======== DATA EXTRACTS ========

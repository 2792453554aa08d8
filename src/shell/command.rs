//! Line-oriented command grammar for the interactive shell.

use thiserror::Error;

#[derive(Debug, Clone, PartialEq, Eq)]
pub enum ShellCommand {
    List,
    Pages,
    Next,
    Prev,
    More,
    Open { id: i64 },
    Peek { id: i64 },
    Compose,
    Title { text: String },
    Body { text: String },
    Submit,
    Cancel,
    Refresh,
    Cache,
    Help,
    Quit,
}

#[derive(Debug, Clone, PartialEq, Eq, Error)]
pub enum ParseError {
    #[error("empty input")]
    Empty,
    #[error("unknown command: {word}")]
    Unknown { word: String },
    #[error("`{command}` needs a post id")]
    MissingId { command: &'static str },
    #[error("not a post id: {given}")]
    InvalidId { given: String },
}

/// Parse one input line. The verb is case-insensitive; `title` and `body`
/// keep the rest of the line verbatim.
pub fn parse_command(line: &str) -> Result<ShellCommand, ParseError> {
    let line = line.trim();
    if line.is_empty() {
        return Err(ParseError::Empty);
    }
    let (word, rest) = match line.split_once(char::is_whitespace) {
        Some((word, rest)) => (word, rest.trim_start()),
        None => (line, ""),
    };

    match word.to_ascii_lowercase().as_str() {
        "list" => Ok(ShellCommand::List),
        "pages" => Ok(ShellCommand::Pages),
        "next" => Ok(ShellCommand::Next),
        "prev" => Ok(ShellCommand::Prev),
        "more" => Ok(ShellCommand::More),
        "open" => parse_id(rest, "open").map(|id| ShellCommand::Open { id }),
        "peek" => parse_id(rest, "peek").map(|id| ShellCommand::Peek { id }),
        "compose" => Ok(ShellCommand::Compose),
        "title" => Ok(ShellCommand::Title {
            text: rest.to_owned(),
        }),
        "body" => Ok(ShellCommand::Body {
            text: rest.to_owned(),
        }),
        "submit" => Ok(ShellCommand::Submit),
        "cancel" => Ok(ShellCommand::Cancel),
        "refresh" => Ok(ShellCommand::Refresh),
        "cache" => Ok(ShellCommand::Cache),
        "help" | "?" => Ok(ShellCommand::Help),
        "quit" | "exit" | "q" => Ok(ShellCommand::Quit),
        _ => Err(ParseError::Unknown {
            word: word.to_owned(),
        }),
    }
}

fn parse_id(rest: &str, command: &'static str) -> Result<i64, ParseError> {
    let given = rest.split_whitespace().next().ok_or(ParseError::MissingId { command })?;
    given.parse().map_err(|_| ParseError::InvalidId {
        given: given.to_owned(),
    })
}

#[cfg(test)]
mod tests {
    use super::*;

    #[test]
    fn bare_words_parse() {
        assert_eq!(parse_command("list"), Ok(ShellCommand::List));
        assert_eq!(parse_command("  pages  "), Ok(ShellCommand::Pages));
        assert_eq!(parse_command("QUIT"), Ok(ShellCommand::Quit));
        assert_eq!(parse_command("?"), Ok(ShellCommand::Help));
    }

    #[test]
    fn open_takes_a_numeric_id() {
        assert_eq!(parse_command("open 7"), Ok(ShellCommand::Open { id: 7 }));
        assert_eq!(parse_command("peek 12"), Ok(ShellCommand::Peek { id: 12 }));
        assert_eq!(
            parse_command("open"),
            Err(ParseError::MissingId { command: "open" })
        );
        assert_eq!(
            parse_command("open seven"),
            Err(ParseError::InvalidId {
                given: "seven".to_owned()
            })
        );
    }

    #[test]
    fn title_keeps_the_rest_of_the_line() {
        assert_eq!(
            parse_command("title Hello query world"),
            Ok(ShellCommand::Title {
                text: "Hello query world".to_owned()
            })
        );
        assert_eq!(
            parse_command("body  two  spaces stay"),
            Ok(ShellCommand::Body {
                text: "two  spaces stay".to_owned()
            })
        );
    }

    #[test]
    fn bare_title_clears_the_field() {
        assert_eq!(
            parse_command("title"),
            Ok(ShellCommand::Title {
                text: String::new()
            })
        );
    }

    #[test]
    fn empty_and_unknown_input_are_distinct_errors() {
        assert_eq!(parse_command("   "), Err(ParseError::Empty));
        assert_eq!(
            parse_command("wibble 3"),
            Err(ParseError::Unknown {
                word: "wibble".to_owned()
            })
        );
    }
}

========

## HOW TO COMPLETE THIS TASK
Take the records above and write each one out again exactly.

## EXPECTED OUTPUT
repository 2792453554aa08d8
filename src/shell/command.rs
//! Line-oriented command grammar for the interactive shell.

use thiserror::Error;

#[derive(Debug, Clone, PartialEq, Eq)]
pub enum ShellCommand {
    List,
    Pages,
    Next,
    Prev,
    More,
    Open { id: i64 },
    Peek { id: i64 },
    Compose,
    Title { text: String },
    Body { text: String },
    Submit,
    Cancel,
    Refresh,
    Cache,
    Help,
    Quit,
}

#[derive(Debug, Clone, PartialEq, Eq, Error)]
pub enum ParseError {
    #[error("empty input")]
    Empty,
    #[error("unknown command: {word}")]
    Unknown { word: String },
    #[error("`{command}` needs a post id")]
    MissingId { command: &'static str },
    #[error("not a post id: {given}")]
    InvalidId { given: String },
}

/// Parse one input line. The verb is case-insensitive; `title` and `body`
/// keep the rest of the line verbatim.
pub fn parse_command(line: &str) -> Result<ShellCommand, ParseError> {
    let line = line.trim();
    if line.is_empty() {
        return Err(ParseError::Empty);
    }
    let (word, rest) = match line.split_once(char::is_whitespace) {
        Some((word, rest)) => (word, rest.trim_start()),
        None => (line, ""),
    };

    match word.to_ascii_lowercase().as_str() {
        "list" => Ok(ShellCommand::List),
        "pages" => Ok(ShellCommand::Pages),
        "next" => Ok(ShellCommand::Next),
        "prev" => Ok(ShellCommand::Prev),
        "more" => Ok(ShellCommand::More),
        "open" => parse_id(rest, "open").map(|id| ShellCommand::Open { id }),
        "peek" => parse_id(rest, "peek").map(|id| ShellCommand::Peek { id }),
        "compose" => Ok(ShellCommand::Compose),
        "title" => Ok(ShellCommand::Title {
            text: rest.to_owned(),
        }),
        "body" => Ok(ShellCommand::Body {
            text: rest.to_owned(),
        }),
        "submit" => Ok(ShellCommand::Submit),
        "cancel" => Ok(ShellCommand::Cancel),
        "refresh" => Ok(ShellCommand::Refresh),
        "cache" => Ok(ShellCommand::Cache),
        "help" | "?" => Ok(ShellCommand::Help),
        "quit" | "exit" | "q" => Ok(ShellCommand::Quit),
        _ => Err(ParseError::Unknown {
            word: word.to_owned(),
        }),
    }
}

fn parse_id(rest: &str, command: &'static str) -> Result<i64, ParseError> {
    let given = rest.split_whitespace().next().ok_or(ParseError::MissingId { command })?;
    given.parse().map_err(|_| ParseError::InvalidId {
        given: given.to_owned(),
    })
}

#[cfg(test)]
mod tests {
    use super::*;

    #[test]
    fn bare_words_parse() {
        assert_eq!(parse_command("list"), Ok(ShellCommand::List));
        assert_eq!(parse_command("  pages  "), Ok(ShellCommand::Pages));
        assert_eq!(parse_command("QUIT"), Ok(ShellCommand::Quit));
        assert_eq!(parse_command("?"), Ok(ShellCommand::Help));
    }

    #[test]
    fn open_takes_a_numeric_id() {
        assert_eq!(parse_command("open 7"), Ok(ShellCommand::Open { id: 7 }));
        assert_eq!(parse_command("peek 12"), Ok(ShellCommand::Peek { id: 12 }));
        assert_eq!(
            parse_command("open"),
            Err(ParseError::MissingId { command: "open" })
        );
        assert_eq!(
            parse_command("open seven"),
            Err(ParseError::InvalidId {
                given: "seven".to_owned()
            })
        );
    }

    #[test]
    fn title_keeps_the_rest_of_the_line() {
        assert_eq!(
            parse_command("title Hello query world"),
            Ok(ShellCommand::Title {
                text: "Hello query world".to_owned()
            })
        );
        assert_eq!(
            parse_command("body  two  spaces stay"),
            Ok(ShellCommand::Body {
                text: "two  spaces stay".to_owned()
            })
        );
    }

    #[test]
    fn bare_title_clears_the_field() {
        assert_eq!(
            parse_command("title"),
            Ok(ShellCommand::Title {
                text: String::new()
            })
        );
    }

    #[test]
    fn empty_and_unknown_input_are_distinct_errors() {
        assert_eq!(parse_command("   "), Err(ParseError::Empty));
        assert_eq!(
            parse_command("wibble 3"),
            Err(ParseError::Unknown {
                word: "wibble".to_owned()
            })
        );
    }
}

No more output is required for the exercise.